Overseeing this day of fun were a group of (primarily) gentler (primarily) men. Even during this day of spring frenzy, we expect our guys to be somewhat gentlemanly. We expect them to respect guidelines, stay in boundaries, look out for those around them, adjust their competitive spirits to accomodate those girls, be gracious hosts to those girls, share in chivalrous ways, etc. We expect a lot. Example: as the day was winding down, I called out to some guys in the sno-cone line, "Hey, could you let the girls go ahead of you? They need to leave soon." One of them looked at me and replied, "They can leave now." He was half-kidding; I was half-shocked. But, he didn't let anyone ahead of him. And I didn't make him.

And then, alas, my mind takes me back just a couple of weeks to a "Guy Trip," a "Mancation," a bachannalian frenzy of a visit to New Orleans that I was a part of with a group of (primarily) gentler men. And, of course, it got me thinking. If you've never been on one of these "guy trips," first of all, you're missing out because, first, they are very fun, but, second of all, seen from a distance, these trips follow a fairly predictable schedule of:

drinking,
seeking out good food,
binging,
insulting each other's sports teams,
oogling women,
eating junk food,
making gay jokes about each other,
making bathroom jokes about each other,
making "that's what she said" jokes about each other,
trying to get each other to pay for drinks,
making jokes about each other's musical tastes,
farting,
playing quasi-sports like Golden Tee and Air Hockey,
dancing,
talking about what women do when they're together,
swearing.

In short, a guy trip.

Most of all, though, a guy trip is about sheer camaraderie (unless, of course, one of your pals is spending all of his time chasing bachelorette parties). You talk about things you wouldn't talk about around the lunch table. You learn things you might not want to know. You confront real fears and weaknesses. The facades come down, the daily issues that clog intimacy are not present, the need to impress in any way except the most ironic, self-depracatory way is pretty much gone. If anything gets too close, you resort to insults and put-downs.

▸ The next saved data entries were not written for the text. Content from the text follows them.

//! The poem-generation flow.
//!
//! Unidirectional data flow from user input to the presentation layer:
//!
//! ```text
//! (region, keywords) ──→ Session ──→ PoemSource ──→ Outcome
//!                                                      │
//!            observers ←── watch channel ←── StateHolder
//! ```
//!
//! - [`GenerationState`]: the phase of one generation request
//! - [`GenerationIntent`]: events that drive transitions
//! - [`reduce`]: the pure transition function
//! - [`GenerationSession`]: one request/response cycle against a source
//! - [`StateHolder`]: single writer publishing the current state

mod holder;
mod intent;
mod reducer;
mod session;
mod state;

pub use holder::StateHolder;
pub use intent::GenerationIntent;
pub use reducer::reduce;
pub use session::GenerationSession;
pub use state::GenerationState;
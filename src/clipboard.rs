//! Clipboard access for copying generated poems.

use arboard::Clipboard;

/// Place a poem on the system clipboard.
pub fn copy_text(text: &str) -> Result<(), String> {
    let mut clipboard =
        Clipboard::new().map_err(|e| format!("Clipboard unavailable: {}", e))?;
    clipboard
        .set_text(text.to_string())
        .map_err(|e| format!("Failed to copy text: {}", e))
}
//! Mock generative-language server for remote source tests.

#![allow(dead_code)]

use std::sync::Arc;

use axum::body::{to_bytes, Body};
use axum::extract::{Request, State};
use axum::http::{Response, StatusCode};
use axum::Router;
use parking_lot::Mutex;
use serde_json::json;
use tokio::net::TcpListener;

/// A captured request for assertions.
#[derive(Debug, Clone)]
pub struct CapturedRequest {
    pub path: String,
    pub api_key: Option<String>,
    pub body: serde_json::Value,
}

#[derive(Clone)]
struct MockState {
    status: u16,
    body: String,
    captured: Arc<Mutex<Vec<CapturedRequest>>>,
}

/// One-response mock of the `generateContent` endpoint.
pub struct MockGemini {
    pub base_url: String,
    captured: Arc<Mutex<Vec<CapturedRequest>>>,
}

impl MockGemini {
    /// Bind to an ephemeral port and serve the given response for
    /// every request.
    pub async fn spawn(status: u16, body: serde_json::Value) -> Self {
        let captured = Arc::new(Mutex::new(Vec::new()));
        let state = MockState {
            status,
            body: body.to_string(),
            captured: Arc::clone(&captured),
        };

        let app = Router::new().fallback(handle).with_state(state);
        let listener = TcpListener::bind("127.0.0.1:0")
            .await
            .expect("Failed to bind mock server");
        let addr = listener.local_addr().expect("Failed to read local addr");

        tokio::spawn(async move {
            let _ = axum::serve(listener, app).await;
        });

        Self {
            base_url: format!("http://{}", addr),
            captured,
        }
    }

    pub fn requests(&self) -> Vec<CapturedRequest> {
        self.captured.lock().clone()
    }
}

async fn handle(State(state): State<MockState>, request: Request) -> Response<Body> {
    let path = request.uri().path().to_string();
    let api_key = request
        .headers()
        .get("x-goog-api-key")
        .and_then(|v| v.to_str().ok())
        .map(String::from);
    let bytes = to_bytes(request.into_body(), usize::MAX)
        .await
        .unwrap_or_default();
    let body = serde_json::from_slice(&bytes).unwrap_or(serde_json::Value::Null);

    state
        .captured
        .lock()
        .push(CapturedRequest { path, api_key, body });

    Response::builder()
        .status(StatusCode::from_u16(state.status).expect("invalid status"))
        .header("content-type", "application/json")
        .body(Body::from(state.body.clone()))
        .expect("Failed to build mock response")
}

/// Well-formed response carrying one candidate text.
pub fn text_response(text: &str) -> serde_json::Value {
    json!({
        "candidates": [
            { "content": { "parts": [ { "text": text } ] } }
        ]
    })
}

/// Empty response with safety-filter feedback.
pub fn safety_block(reason: &str, message: &str) -> serde_json::Value {
    json!({
        "candidates": [],
        "promptFeedback": {
            "blockReason": reason,
            "blockReasonMessage": message
        }
    })
}
use crate::error::Outcome;

/// Events that drive generation-state transitions.
#[derive(Debug)]
pub enum GenerationIntent {
    /// A new generation request was triggered.
    Start,
    /// The in-flight request resolved with its outcome.
    Resolved(Outcome),
}
use std::fs;
use std::path::{Path, PathBuf};

use thiserror::Error;

use crate::config::types::{Config, SourceKind};

/// Errors that can occur when loading configuration.
#[derive(Debug, Error)]
pub enum ConfigError {
    #[error("Failed to read config file '{path}': {source}")]
    ReadError {
        path: PathBuf,
        #[source]
        source: std::io::Error,
    },

    #[error("Failed to parse config file '{path}': {source}")]
    ParseError {
        path: PathBuf,
        #[source]
        source: toml::de::Error,
    },

    #[error("Config validation failed: {message}")]
    ValidationError { message: String },
}

impl Config {
    /// Returns the path to the configuration file.
    ///
    /// Uses `~/.config/kawi/config.toml` on Unix/macOS, or equivalent
    /// elsewhere via `dirs::config_dir()`. Falls back to the current
    /// directory if no config dir is available.
    pub fn config_path() -> PathBuf {
        let config_dir = dirs::config_dir().unwrap_or_else(|| PathBuf::from("."));
        config_dir.join("kawi").join("config.toml")
    }

    /// Loads configuration from the default config file.
    ///
    /// A missing file yields `Config::default()`; a present file is
    /// parsed as TOML and validated.
    pub fn load() -> Result<Self, ConfigError> {
        Self::load_from(&Self::config_path())
    }

    /// Loads configuration from a specific path.
    pub fn load_from(path: &Path) -> Result<Self, ConfigError> {
        if !path.exists() {
            return Ok(Config::default());
        }

        let content = fs::read_to_string(path).map_err(|e| ConfigError::ReadError {
            path: path.to_path_buf(),
            source: e,
        })?;

        let config: Config = toml::from_str(&content).map_err(|e| ConfigError::ParseError {
            path: path.to_path_buf(),
            source: e,
        })?;

        config.validate()?;
        Ok(config)
    }

    /// Validates the configuration.
    ///
    /// Checks:
    /// - The default source name is a known source kind
    /// - The remote model identifier is non-empty
    /// - The history limit is at least 1
    pub fn validate(&self) -> Result<(), ConfigError> {
        if SourceKind::parse(&self.defaults.source).is_none() {
            return Err(ConfigError::ValidationError {
                message: format!(
                    "Unknown source '{}', expected 'mock' or 'remote'",
                    self.defaults.source
                ),
            });
        }

        if self.remote.model.is_empty() {
            return Err(ConfigError::ValidationError {
                message: "Remote model must not be empty".to_string(),
            });
        }

        if self.defaults.history_limit == 0 {
            return Err(ConfigError::ValidationError {
                message: "History limit must be at least 1".to_string(),
            });
        }

        Ok(())
    }
}
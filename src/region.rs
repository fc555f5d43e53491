//! The four poem regions of Thailand.

/// A fixed geographic/cultural category used to pick poem style and material.
///
/// Selected once per user flow and carried through all subsequent steps
/// by value.
#[derive(Debug, Clone, Copy, PartialEq, Eq, Hash)]
pub enum Region {
    North,
    South,
    Northeast,
    Central,
}

impl Region {
    pub const ALL: [Region; 4] = [
        Region::North,
        Region::South,
        Region::Northeast,
        Region::Central,
    ];

    /// Parse a region code string. Returns `None` for unrecognized codes;
    /// callers decide the fallback (generic name in the prompt builder,
    /// `Central` in the mock source).
    pub fn from_code(code: &str) -> Option<Region> {
        match code {
            "north" => Some(Region::North),
            "south" => Some(Region::South),
            "northeast" => Some(Region::Northeast),
            "central" => Some(Region::Central),
            _ => None,
        }
    }

    pub fn code(&self) -> &'static str {
        match self {
            Region::North => "north",
            Region::South => "south",
            Region::Northeast => "northeast",
            Region::Central => "central",
        }
    }

    /// English display name for UI output.
    pub fn display_name(&self) -> &'static str {
        match self {
            Region::North => "Northern Thailand",
            Region::South => "Southern Thailand",
            Region::Northeast => "Isan",
            Region::Central => "Central Thailand",
        }
    }

    pub fn thai_name(&self) -> &'static str {
        match self {
            Region::North => "ภาคเหนือ",
            Region::South => "ภาคใต้",
            Region::Northeast => "อีสาน",
            Region::Central => "ภาคกลาง",
        }
    }

    pub fn emoji(&self) -> &'static str {
        match self {
            Region::North => "🏔️",
            Region::South => "🏝️",
            Region::Northeast => "🌾",
            Region::Central => "🏛️",
        }
    }

    /// Lowercase name used when composing model prompts.
    pub fn prompt_name(&self) -> &'static str {
        match self {
            Region::North => "northern thailand",
            Region::South => "southern thailand",
            Region::Northeast => "isan",
            Region::Central => "central thailand",
        }
    }
}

Let's face it, whether or not we are all alpha males in the strictest sense, we are all alpha males in our own homes, we are all kings of our own castles, and so the managing of egos and desires on a "guy trip" is a delicate endeavor, one fraught with greater tension and compromise because a "guy trip" is always too short-lived to do everything that we thought we wanted to do. And that's what keeps us coming back. And next time, we'll do everything we did that we liked last time plus all of the things we didn't get to do and then some. We're guys. We're boys. We live in the world of endless possibility.

It's not unlike watching, in miniature, 650 boys cut loose on campus to do what they please with minimal supervision and mostly only each other to keep each other in check. There may be one-upsmanship, but there is rarely fighting. There may be ravenous hunger, but everyone gets the chance to eat (let it go by, and you may not get the second chance). There may be unchecked competition, but there will be concern when someone gets hurt. And above everything is that sense that whatever you are doing, you like it that a bunch of other guys are doing it with you. You stray outside that brotherhood, and maybe that's when you get in trouble.

But boys will be boys. And men, well, God forbid we ever lose that boyishness. That's when we die.